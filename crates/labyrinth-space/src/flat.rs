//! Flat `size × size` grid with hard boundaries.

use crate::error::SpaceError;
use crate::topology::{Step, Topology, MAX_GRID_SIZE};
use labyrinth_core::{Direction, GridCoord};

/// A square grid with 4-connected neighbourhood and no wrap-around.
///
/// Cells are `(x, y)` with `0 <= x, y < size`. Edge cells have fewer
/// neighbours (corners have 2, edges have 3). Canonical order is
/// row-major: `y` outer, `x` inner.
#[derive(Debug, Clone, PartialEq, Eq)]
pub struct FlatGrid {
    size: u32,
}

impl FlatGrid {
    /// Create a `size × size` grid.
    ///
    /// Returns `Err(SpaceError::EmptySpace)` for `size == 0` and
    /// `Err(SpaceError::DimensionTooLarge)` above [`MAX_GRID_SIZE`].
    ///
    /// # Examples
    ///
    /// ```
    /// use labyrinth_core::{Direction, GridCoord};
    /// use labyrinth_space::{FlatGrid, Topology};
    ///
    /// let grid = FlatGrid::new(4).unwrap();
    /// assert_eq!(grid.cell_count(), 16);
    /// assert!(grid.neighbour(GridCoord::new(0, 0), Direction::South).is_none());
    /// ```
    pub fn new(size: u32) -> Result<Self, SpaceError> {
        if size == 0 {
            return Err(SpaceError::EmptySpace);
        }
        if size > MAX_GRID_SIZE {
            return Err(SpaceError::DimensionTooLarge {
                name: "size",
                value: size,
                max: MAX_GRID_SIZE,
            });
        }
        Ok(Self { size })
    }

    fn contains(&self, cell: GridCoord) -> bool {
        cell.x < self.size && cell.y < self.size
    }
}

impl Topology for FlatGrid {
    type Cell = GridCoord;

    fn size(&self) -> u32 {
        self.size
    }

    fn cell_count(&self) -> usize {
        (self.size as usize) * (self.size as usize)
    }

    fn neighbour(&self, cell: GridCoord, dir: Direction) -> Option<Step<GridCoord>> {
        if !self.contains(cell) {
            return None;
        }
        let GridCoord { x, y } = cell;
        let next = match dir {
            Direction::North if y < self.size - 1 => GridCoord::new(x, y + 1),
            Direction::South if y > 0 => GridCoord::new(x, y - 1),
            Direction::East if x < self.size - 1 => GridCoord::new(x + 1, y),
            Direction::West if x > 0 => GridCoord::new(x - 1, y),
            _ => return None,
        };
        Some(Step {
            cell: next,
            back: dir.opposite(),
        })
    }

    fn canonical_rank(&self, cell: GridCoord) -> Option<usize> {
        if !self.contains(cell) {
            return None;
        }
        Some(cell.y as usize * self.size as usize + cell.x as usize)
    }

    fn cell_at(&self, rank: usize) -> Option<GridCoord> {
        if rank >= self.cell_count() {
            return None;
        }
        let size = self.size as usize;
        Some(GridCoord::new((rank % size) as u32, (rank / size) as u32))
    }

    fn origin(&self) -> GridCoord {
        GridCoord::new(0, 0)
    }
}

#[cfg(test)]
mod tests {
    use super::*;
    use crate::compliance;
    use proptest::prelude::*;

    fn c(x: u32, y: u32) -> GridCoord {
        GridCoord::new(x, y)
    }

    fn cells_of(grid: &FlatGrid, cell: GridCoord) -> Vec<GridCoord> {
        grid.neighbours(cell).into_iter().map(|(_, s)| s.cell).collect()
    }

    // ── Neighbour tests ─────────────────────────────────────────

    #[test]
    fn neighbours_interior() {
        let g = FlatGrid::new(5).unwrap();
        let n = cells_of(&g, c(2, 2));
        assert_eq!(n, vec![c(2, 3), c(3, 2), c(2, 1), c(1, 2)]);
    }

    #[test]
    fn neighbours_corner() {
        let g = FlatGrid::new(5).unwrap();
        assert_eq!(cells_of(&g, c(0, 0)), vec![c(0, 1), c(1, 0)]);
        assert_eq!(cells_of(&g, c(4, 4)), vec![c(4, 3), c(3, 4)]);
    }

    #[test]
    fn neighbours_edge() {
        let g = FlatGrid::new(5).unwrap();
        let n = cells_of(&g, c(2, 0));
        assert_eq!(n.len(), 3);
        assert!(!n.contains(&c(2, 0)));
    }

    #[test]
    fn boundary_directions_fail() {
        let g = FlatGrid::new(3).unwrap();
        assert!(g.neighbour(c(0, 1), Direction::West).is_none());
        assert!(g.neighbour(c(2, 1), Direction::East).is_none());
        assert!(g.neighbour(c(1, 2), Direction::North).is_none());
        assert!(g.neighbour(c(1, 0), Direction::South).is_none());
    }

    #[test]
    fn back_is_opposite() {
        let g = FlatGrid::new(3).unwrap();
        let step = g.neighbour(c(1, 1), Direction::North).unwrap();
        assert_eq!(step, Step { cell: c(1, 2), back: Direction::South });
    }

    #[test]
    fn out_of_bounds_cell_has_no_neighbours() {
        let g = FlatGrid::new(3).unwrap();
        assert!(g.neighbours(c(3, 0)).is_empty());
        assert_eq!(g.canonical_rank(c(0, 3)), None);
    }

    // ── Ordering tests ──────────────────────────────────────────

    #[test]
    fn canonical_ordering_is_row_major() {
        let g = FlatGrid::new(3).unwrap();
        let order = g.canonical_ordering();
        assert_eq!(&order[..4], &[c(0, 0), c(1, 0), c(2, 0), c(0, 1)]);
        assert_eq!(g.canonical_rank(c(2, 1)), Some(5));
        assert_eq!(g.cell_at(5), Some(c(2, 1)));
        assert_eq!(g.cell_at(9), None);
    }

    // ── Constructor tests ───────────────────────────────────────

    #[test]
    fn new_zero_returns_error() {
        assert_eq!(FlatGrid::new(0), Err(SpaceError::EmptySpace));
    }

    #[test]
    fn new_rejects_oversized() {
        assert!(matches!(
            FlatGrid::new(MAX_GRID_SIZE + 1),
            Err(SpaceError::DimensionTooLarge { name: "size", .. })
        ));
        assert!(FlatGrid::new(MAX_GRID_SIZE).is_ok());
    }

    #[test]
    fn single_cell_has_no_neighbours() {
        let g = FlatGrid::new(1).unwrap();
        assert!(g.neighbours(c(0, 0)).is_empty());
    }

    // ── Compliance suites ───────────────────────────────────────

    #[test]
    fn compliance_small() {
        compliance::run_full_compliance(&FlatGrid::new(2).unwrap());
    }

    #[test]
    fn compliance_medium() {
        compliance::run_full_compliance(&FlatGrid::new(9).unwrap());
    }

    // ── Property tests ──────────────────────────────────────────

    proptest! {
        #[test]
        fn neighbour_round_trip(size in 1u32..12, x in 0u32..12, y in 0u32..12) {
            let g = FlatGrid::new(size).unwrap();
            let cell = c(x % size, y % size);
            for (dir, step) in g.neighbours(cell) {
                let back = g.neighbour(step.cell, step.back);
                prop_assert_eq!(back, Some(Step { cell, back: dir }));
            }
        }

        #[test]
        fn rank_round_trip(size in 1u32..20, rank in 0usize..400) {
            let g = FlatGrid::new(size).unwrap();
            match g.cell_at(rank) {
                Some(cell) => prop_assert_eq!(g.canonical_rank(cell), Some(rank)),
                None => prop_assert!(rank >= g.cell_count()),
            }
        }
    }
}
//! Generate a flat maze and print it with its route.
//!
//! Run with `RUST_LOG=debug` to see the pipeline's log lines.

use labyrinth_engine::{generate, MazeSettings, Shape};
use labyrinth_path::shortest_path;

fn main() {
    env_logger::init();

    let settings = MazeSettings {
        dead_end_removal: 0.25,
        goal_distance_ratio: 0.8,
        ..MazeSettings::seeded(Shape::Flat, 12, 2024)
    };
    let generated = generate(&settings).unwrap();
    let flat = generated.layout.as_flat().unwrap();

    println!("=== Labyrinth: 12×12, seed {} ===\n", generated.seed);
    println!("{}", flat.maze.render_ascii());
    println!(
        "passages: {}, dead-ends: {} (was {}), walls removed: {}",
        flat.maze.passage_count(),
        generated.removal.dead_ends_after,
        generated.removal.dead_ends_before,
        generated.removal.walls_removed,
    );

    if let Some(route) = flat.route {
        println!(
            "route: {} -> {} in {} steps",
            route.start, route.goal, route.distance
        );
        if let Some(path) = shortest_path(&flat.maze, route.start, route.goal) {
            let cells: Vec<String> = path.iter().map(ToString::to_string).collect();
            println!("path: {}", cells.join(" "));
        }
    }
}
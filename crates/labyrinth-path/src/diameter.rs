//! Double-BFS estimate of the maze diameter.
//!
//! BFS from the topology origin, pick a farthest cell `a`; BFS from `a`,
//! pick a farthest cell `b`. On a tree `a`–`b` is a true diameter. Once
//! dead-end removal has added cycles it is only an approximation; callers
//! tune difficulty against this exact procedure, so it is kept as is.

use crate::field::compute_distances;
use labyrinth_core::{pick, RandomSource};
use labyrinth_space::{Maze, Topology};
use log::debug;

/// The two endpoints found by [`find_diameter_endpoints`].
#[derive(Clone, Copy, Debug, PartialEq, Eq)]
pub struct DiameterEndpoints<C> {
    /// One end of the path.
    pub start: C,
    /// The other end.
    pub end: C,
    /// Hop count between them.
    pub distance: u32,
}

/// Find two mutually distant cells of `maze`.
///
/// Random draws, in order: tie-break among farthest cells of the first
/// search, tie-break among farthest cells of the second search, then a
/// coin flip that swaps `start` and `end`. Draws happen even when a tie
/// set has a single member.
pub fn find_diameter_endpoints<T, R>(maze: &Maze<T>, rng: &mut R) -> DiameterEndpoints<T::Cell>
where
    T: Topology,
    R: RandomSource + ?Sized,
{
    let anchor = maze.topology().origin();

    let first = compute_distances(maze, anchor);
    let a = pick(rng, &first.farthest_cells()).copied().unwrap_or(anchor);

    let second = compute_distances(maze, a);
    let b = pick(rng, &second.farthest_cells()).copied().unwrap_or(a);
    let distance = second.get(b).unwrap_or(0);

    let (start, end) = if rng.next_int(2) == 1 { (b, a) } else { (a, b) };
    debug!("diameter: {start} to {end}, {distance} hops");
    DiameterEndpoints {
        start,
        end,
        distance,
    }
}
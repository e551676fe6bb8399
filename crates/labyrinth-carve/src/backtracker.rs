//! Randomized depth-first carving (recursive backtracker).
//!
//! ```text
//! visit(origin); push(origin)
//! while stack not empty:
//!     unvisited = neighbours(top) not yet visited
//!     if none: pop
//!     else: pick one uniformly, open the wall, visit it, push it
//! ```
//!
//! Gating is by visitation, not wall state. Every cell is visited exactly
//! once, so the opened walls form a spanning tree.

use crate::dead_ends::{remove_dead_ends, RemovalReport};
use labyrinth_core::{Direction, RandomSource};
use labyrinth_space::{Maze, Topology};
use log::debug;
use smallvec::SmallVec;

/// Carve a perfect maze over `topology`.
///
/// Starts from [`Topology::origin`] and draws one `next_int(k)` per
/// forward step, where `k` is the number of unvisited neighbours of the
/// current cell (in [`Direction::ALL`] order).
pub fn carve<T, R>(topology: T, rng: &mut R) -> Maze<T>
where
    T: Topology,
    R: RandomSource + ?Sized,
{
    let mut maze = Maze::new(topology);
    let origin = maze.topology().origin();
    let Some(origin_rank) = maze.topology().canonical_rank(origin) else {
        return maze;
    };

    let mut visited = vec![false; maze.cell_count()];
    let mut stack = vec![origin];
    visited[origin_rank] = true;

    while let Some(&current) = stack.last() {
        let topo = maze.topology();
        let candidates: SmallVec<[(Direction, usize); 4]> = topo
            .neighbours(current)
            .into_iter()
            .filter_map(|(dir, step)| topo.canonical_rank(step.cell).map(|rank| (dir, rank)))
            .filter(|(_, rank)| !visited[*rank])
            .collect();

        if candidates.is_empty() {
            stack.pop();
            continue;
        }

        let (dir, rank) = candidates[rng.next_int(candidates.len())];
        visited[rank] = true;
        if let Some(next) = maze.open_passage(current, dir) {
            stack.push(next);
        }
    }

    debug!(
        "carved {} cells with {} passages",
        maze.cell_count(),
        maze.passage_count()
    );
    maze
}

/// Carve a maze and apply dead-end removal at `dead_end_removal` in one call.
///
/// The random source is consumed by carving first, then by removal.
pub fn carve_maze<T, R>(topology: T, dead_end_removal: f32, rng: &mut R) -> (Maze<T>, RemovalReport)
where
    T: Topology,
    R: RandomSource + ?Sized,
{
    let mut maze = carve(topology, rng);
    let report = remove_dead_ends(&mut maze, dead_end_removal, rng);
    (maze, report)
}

———

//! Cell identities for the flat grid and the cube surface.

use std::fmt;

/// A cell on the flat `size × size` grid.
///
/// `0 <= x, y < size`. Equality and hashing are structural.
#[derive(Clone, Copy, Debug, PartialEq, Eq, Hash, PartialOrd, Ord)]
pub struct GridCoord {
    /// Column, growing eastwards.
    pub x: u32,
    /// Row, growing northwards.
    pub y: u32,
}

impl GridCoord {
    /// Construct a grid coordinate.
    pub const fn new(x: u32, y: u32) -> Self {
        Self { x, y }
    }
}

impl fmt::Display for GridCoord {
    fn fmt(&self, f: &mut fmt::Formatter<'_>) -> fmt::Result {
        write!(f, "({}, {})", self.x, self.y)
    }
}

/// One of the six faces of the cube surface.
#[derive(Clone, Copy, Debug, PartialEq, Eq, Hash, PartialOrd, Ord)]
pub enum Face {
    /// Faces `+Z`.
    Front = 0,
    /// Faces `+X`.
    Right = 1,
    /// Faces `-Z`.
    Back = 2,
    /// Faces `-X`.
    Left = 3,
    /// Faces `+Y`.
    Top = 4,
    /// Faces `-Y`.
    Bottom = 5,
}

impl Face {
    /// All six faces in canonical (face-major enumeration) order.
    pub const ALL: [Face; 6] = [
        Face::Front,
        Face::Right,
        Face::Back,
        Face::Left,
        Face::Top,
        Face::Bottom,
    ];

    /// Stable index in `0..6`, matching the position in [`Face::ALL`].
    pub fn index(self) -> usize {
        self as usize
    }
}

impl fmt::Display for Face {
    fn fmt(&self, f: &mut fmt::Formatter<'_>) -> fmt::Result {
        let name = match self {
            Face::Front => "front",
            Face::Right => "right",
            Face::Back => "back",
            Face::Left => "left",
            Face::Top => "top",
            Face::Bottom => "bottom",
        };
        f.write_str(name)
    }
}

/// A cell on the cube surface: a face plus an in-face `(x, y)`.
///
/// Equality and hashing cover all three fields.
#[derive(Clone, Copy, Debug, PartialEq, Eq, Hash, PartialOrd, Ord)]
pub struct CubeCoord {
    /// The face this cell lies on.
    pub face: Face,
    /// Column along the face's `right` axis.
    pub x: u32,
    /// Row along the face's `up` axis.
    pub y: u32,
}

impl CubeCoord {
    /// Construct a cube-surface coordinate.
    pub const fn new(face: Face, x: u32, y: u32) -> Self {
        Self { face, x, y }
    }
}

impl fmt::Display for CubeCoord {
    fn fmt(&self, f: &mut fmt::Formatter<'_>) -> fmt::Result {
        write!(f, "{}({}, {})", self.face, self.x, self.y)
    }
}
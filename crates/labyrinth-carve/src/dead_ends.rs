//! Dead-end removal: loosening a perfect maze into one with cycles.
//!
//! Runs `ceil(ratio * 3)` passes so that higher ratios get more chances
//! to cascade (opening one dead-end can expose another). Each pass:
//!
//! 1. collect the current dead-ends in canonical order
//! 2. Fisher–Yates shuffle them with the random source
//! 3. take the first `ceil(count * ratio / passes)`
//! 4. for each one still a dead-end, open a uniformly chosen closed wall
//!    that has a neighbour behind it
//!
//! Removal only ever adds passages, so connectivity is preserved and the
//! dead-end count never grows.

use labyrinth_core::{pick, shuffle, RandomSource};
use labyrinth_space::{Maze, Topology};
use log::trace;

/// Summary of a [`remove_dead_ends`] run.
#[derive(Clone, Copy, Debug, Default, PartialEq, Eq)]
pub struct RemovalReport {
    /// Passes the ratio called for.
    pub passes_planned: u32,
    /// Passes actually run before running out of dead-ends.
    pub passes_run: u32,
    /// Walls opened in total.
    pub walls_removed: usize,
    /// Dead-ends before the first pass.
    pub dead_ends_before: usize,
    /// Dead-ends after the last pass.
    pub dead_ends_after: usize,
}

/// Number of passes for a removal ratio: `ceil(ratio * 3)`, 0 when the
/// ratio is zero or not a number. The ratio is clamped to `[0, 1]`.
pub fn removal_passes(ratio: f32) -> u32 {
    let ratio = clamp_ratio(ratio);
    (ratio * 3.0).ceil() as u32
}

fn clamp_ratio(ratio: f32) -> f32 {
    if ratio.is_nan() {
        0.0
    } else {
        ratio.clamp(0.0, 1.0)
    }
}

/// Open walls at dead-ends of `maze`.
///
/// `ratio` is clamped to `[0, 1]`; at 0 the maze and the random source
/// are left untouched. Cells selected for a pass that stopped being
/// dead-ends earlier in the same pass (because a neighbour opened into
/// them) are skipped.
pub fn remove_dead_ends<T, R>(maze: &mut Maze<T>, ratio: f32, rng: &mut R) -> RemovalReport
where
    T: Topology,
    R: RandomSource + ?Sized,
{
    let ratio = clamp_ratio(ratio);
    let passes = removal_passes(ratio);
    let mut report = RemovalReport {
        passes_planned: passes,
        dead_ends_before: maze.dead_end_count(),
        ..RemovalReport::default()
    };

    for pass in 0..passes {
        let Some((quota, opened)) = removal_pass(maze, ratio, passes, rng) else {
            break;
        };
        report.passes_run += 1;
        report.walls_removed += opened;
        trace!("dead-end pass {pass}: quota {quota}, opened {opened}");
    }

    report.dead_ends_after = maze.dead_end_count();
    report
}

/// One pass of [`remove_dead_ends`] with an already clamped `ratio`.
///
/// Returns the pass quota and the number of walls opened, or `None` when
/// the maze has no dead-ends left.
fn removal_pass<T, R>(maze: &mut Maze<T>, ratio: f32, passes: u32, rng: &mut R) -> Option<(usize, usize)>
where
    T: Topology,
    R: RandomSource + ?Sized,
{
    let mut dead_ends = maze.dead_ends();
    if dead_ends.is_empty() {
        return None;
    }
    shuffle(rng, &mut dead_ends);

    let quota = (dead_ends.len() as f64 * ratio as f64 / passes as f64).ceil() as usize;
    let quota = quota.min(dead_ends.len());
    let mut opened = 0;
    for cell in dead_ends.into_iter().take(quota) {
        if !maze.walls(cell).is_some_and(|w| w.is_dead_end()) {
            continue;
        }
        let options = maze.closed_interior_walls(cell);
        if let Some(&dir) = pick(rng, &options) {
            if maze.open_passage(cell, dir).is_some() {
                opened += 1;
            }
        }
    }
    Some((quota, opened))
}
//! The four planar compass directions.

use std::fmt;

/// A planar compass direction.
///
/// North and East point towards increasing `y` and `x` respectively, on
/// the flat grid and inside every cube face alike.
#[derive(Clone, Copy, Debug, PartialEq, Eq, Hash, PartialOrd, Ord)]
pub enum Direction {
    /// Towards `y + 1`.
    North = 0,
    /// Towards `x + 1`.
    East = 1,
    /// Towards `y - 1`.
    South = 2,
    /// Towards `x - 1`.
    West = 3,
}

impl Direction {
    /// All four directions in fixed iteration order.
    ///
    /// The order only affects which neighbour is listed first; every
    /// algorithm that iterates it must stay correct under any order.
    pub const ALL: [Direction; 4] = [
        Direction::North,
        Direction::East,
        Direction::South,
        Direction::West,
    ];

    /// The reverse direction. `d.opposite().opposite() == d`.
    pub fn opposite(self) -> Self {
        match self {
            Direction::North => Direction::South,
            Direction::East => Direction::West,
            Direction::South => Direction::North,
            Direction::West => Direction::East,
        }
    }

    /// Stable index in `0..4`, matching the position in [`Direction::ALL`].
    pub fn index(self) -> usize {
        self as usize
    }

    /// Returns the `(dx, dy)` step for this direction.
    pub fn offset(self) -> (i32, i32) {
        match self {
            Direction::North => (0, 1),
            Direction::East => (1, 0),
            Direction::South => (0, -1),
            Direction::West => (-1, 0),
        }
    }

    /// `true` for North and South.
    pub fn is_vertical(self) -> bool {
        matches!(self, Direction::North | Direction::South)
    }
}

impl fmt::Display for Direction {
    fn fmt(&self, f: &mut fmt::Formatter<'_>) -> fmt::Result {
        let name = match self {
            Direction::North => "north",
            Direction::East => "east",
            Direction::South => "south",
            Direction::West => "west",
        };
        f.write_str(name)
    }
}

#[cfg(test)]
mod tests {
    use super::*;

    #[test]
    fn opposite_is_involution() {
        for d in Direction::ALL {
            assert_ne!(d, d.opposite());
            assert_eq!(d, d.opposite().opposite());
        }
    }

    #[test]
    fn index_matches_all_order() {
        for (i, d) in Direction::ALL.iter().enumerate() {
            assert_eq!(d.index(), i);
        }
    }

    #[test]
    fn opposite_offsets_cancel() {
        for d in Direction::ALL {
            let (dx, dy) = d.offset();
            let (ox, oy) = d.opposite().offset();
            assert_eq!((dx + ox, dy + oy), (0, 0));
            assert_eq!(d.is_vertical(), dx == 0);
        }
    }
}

———

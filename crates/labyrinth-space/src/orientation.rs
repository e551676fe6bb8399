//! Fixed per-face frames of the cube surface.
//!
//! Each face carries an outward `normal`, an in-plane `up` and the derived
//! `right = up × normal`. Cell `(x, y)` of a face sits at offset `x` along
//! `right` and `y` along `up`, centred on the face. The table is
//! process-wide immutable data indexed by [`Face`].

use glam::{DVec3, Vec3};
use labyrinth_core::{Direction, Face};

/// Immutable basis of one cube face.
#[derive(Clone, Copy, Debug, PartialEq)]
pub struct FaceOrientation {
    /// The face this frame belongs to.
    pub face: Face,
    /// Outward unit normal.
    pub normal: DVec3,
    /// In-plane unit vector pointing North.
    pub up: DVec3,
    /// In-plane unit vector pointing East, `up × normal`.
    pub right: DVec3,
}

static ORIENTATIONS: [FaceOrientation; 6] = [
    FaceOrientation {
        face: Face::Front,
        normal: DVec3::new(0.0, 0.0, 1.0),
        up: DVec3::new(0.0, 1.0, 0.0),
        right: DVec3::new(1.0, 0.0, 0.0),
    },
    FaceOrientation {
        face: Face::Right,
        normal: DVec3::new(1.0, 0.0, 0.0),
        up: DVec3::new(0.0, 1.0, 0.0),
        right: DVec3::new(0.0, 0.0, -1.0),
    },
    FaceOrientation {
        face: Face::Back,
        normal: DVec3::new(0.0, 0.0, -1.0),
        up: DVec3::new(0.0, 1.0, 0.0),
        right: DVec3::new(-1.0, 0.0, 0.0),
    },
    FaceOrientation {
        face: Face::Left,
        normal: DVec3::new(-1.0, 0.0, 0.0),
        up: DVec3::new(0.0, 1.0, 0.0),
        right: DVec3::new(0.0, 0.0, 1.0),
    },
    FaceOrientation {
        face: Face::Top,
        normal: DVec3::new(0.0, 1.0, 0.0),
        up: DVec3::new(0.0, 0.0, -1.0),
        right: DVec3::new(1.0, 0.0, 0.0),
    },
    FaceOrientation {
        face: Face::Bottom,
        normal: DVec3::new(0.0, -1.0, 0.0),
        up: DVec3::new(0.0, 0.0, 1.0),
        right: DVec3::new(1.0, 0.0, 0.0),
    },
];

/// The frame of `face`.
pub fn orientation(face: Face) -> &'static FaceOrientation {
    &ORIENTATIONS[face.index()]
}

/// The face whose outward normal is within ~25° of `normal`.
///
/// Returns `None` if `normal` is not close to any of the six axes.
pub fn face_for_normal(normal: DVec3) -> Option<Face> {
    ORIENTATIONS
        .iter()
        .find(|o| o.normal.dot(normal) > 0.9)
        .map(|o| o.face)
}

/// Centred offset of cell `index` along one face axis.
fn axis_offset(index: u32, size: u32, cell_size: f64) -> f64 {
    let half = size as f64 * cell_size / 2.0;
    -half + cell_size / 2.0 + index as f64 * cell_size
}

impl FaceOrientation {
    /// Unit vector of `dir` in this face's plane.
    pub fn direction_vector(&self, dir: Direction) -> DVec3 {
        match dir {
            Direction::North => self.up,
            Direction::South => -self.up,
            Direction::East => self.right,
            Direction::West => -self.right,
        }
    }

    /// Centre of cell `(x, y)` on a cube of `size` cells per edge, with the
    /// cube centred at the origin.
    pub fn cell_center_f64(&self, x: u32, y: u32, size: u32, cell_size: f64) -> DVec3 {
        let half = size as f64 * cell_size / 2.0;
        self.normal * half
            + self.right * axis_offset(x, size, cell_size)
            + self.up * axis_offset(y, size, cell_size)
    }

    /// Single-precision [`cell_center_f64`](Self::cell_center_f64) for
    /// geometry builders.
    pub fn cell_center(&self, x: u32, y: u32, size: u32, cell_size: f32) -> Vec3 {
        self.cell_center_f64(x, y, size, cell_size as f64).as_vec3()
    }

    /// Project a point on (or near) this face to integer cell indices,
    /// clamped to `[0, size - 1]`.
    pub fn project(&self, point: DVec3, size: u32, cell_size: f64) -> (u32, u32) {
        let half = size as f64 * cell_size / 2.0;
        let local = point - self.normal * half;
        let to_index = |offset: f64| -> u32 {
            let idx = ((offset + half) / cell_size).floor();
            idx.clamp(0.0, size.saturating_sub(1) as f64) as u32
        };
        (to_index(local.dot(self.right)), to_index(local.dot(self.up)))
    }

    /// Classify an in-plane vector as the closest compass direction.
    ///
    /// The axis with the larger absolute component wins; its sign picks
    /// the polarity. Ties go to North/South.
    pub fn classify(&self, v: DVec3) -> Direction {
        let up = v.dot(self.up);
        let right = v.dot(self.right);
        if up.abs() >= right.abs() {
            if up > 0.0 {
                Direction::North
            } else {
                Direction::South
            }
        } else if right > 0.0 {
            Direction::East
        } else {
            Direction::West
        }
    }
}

———

DESCRIPTION OF THE TASK
Pick every line of the data that includes the string "them".

REPLY
    /// Hop count between them.
//! 2. Fisher–Yates shuffle them with the random source
/// them) are skipped.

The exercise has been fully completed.